In a later letter I propose to draw some picture in detail of the really
marvellous movement which since last July, under the impulse given by Mr.
Lloyd George, has covered England with new munition factories, and added
enormously to the producing power of the old and famous firms; has drawn in
an army of women, now reckoned at something near a quarter of a million;
and is at this
moment not only providing amply for our own armies, but is helping those of the Allies, against those final days of settlement with Germany which we believe to be now steadily approaching. American industry and enterprise have helped us substantially in this field of munitions. We are gratefully conscious of it. But England is now fast overtaking her own needs.
More of this presently. Meanwhile to the military and equipment
effort of the country, you have to add the financial effort--something
like fifteen hundre millions sterling (seven thousand five hundred millions
of dollars) already expended on the war; the organising effort,
exemplified in the wonderful 'back of the army' in France,
which I hope to describe to you; and the vast hospital system, with all its
scientific adjuncts, and its constantly advancing efficiency.

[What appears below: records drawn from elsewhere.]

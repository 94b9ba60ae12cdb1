use std::collections::HashSet;
use std::fmt;

use chrono::NaiveDate;
use serde::{Deserialize, Serialize};

use crate::config::{MAIN_NUMBERS, MAX_NUMBER};
use crate::error::{CoreError, CoreResult};

#[derive(Debug, Clone, Copy, PartialEq, Eq, PartialOrd, Ord, Hash, Serialize, Deserialize)]
#[serde(transparent)]
pub struct DrawId(pub u32);

impl DrawId {
    /// Accepts `1850`, `第1850回` and full-width digits.
    pub fn parse(raw: &str) -> Option<Self> {
        let digits: String = raw
            .chars()
            .filter_map(normalize_digit)
            .collect();
        if digits.is_empty() {
            return None;
        }
        let rest_ok = raw
            .trim()
            .chars()
            .all(|ch| normalize_digit(ch).is_some() || matches!(ch, '第' | '回' | ',' | ' '));
        if !rest_ok {
            return None;
        }
        digits.parse::<u32>().ok().map(DrawId)
    }
}

impl fmt::Display for DrawId {
    fn fmt(&self, f: &mut fmt::Formatter<'_>) -> fmt::Result {
        write!(f, "{}", self.0)
    }
}

pub(crate) fn normalize_digit(ch: char) -> Option<char> {
    match ch {
        '0'..='9' => Some(ch),
        '０'..='９' => char::from_u32(ch as u32 - '０' as u32 + '0' as u32),
        _ => None,
    }
}

#[derive(Debug, Clone, PartialEq, Eq, Serialize, Deserialize)]
pub struct DrawRecord {
    pub draw_id: DrawId,
    pub draw_date: NaiveDate,
    /// Valid main numbers only; missing source cells are dropped, never zeroed.
    pub main_numbers: Vec<u8>,
    pub bonus_number: Option<u8>,
}

impl DrawRecord {
    pub fn new(
        draw_id: DrawId,
        draw_date: NaiveDate,
        main_numbers: impl IntoIterator<Item = Option<u8>>,
        bonus_number: Option<u8>,
    ) -> CoreResult<Self> {
        let main_numbers: Vec<u8> = main_numbers.into_iter().flatten().collect();
        let record = Self {
            draw_id,
            draw_date,
            main_numbers,
            bonus_number,
        };
        record.validate(MAX_NUMBER)?;
        Ok(record)
    }

    pub fn validate(&self, max_number: u8) -> CoreResult<()> {
        let invalid = |reason: String| CoreError::InvalidDraw {
            draw_id: self.draw_id,
            reason,
        };
        if self.main_numbers.len() > MAIN_NUMBERS {
            return Err(invalid(format!(
                "{} main numbers, at most {MAIN_NUMBERS} allowed",
                self.main_numbers.len()
            )));
        }
        let mut seen = HashSet::new();
        for &n in &self.main_numbers {
            if n == 0 || n > max_number {
                return Err(invalid(format!("main number {n} outside 1..={max_number}")));
            }
            if !seen.insert(n) {
                return Err(invalid(format!("main number {n} repeated")));
            }
        }
        if let Some(b) = self.bonus_number
            && (b == 0 || b > max_number)
        {
            return Err(invalid(format!("bonus number {b} outside 1..={max_number}")));
        }
        Ok(())
    }
}

#[derive(Debug, Clone, Default, PartialEq, Eq)]
pub struct DrawHistory {
    draws: Vec<DrawRecord>,
}

impl DrawHistory {
    pub fn new(mut draws: Vec<DrawRecord>) -> CoreResult<Self> {
        draws.sort_by_key(|d| d.draw_id);
        if let Some(pair) = draws.windows(2).find(|w| w[0].draw_id == w[1].draw_id) {
            return Err(CoreError::DuplicateDrawId {
                draw_id: pair[0].draw_id,
            });
        }
        Ok(Self { draws })
    }

    pub fn draws(&self) -> &[DrawRecord] {
        &self.draws
    }

    pub fn len(&self) -> usize {
        self.draws.len()
    }

    pub fn is_empty(&self) -> bool {
        self.draws.is_empty()
    }

    pub fn latest(&self) -> Option<&DrawRecord> {
        self.draws.last()
    }

    pub fn into_inner(self) -> Vec<DrawRecord> {
        self.draws
    }
}
use std::fs;
use std::path::PathBuf;

use chrono::NaiveDate;

use loto_features::draw::DrawId;
use loto_features::results_table::{merge_pages, parse_results_page};

fn read_fixture(name: &str) -> String {
    let mut path = PathBuf::from(env!("CARGO_MANIFEST_DIR"));
    path.push("tests");
    path.push("fixtures");
    path.push(name);
    fs::read_to_string(path).expect("fixture file should be readable")
}

#[test]
fn detail_page_yields_one_draw_per_table() {
    let html = read_fixture("loto6_detail_1850-1851.html");
    let draws = parse_results_page(&html).expect("detail fixture should parse");
    assert_eq!(draws.len(), 2);

    assert_eq!(draws[0].draw_id, DrawId(1850));
    assert_eq!(draws[0].draw_date, NaiveDate::from_ymd_opt(2024, 1, 4).unwrap());
    assert_eq!(draws[0].main_numbers, vec![3, 11, 19, 24, 35, 42]);
    assert_eq!(draws[0].bonus_number, Some(8));

    assert_eq!(draws[1].draw_id, DrawId(1851));
    assert_eq!(draws[1].main_numbers, vec![1, 7, 13, 22, 30, 43]);
    assert_eq!(draws[1].bonus_number, Some(17));
}

#[test]
fn backnumber_page_yields_one_draw_per_row() {
    let html = read_fixture("loto6_backnumber_202401.html");
    let draws = parse_results_page(&html).expect("backnumber fixture should parse");
    let ids: Vec<u32> = draws.iter().map(|d| d.draw_id.0).collect();
    assert_eq!(ids, vec![1851, 1852, 1853]);
    // A blank cell is a missing number, not zero.
    assert_eq!(draws[2].main_numbers, vec![2, 18, 27, 33, 41]);
    assert_eq!(draws[2].bonus_number, Some(12));
}

#[test]
fn pages_merge_into_sorted_unique_history() {
    let pages = vec![
        (
            "202401".to_string(),
            read_fixture("loto6_backnumber_202401.html"),
        ),
        (
            "1850-1851".to_string(),
            read_fixture("loto6_detail_1850-1851.html"),
        ),
    ];
    let history = merge_pages(pages).expect("pages should merge");
    let ids: Vec<u32> = history.draws().iter().map(|d| d.draw_id.0).collect();
    assert_eq!(ids, vec![1850, 1851, 1852, 1853]);
}

#[test]
fn malformed_page_is_rejected() {
    let html = read_fixture("loto6_broken.html");
    let err = parse_results_page(&html).expect_err("garbage number cell must fail");
    assert!(format!("{err:#}").contains("not a number"));

    let merged = merge_pages(vec![("broken".to_string(), html)]);
    let err = merged.expect_err("merge must surface the page error");
    assert!(format!("{err:#}").contains("page broken"));
}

And at the foundation of it all, the human and personal
effort!--the lives given for England, the blood so generously shed for
her, the homes that have sacrificed their all; our 'golden
lads' from all quarters and classes, whose young bodies lie mingled
with an alien dust that 'is for ever England,' since they
sleep there and hallow it; our mothers who mourn the death or the wreck of the splendid sons they reared; our widowed wives and fatherless children. And this, in a quarrel which only very slowly our people have come to feel as in very deed their own. At first we thought most often and most vividly of Belgium, of the broken treaty, and of France, so wantonly attacked; whose people no English man or woman could ever have looked in the face again, had we forsaken her. Then came the hammer blows that forged our will--Louvain, Aerschot, Rheims, the air-raids on our defenceless towns, the senseless murder of our women and children, the Bryce report, the Lusitania, the execution of Edith Cavell--the whole stupefying revelation of the German hatred and greed towards this country, and of the qualities latent in the German character. Now we know that it is they, or we; since they willed it so. And this old, illogical, unready country is only just arriving at its full strength, only just fully conscious of the sternness of its own resolve, only just putting out its full powers, as the German power is weakening, and the omens are changing--both in East and West.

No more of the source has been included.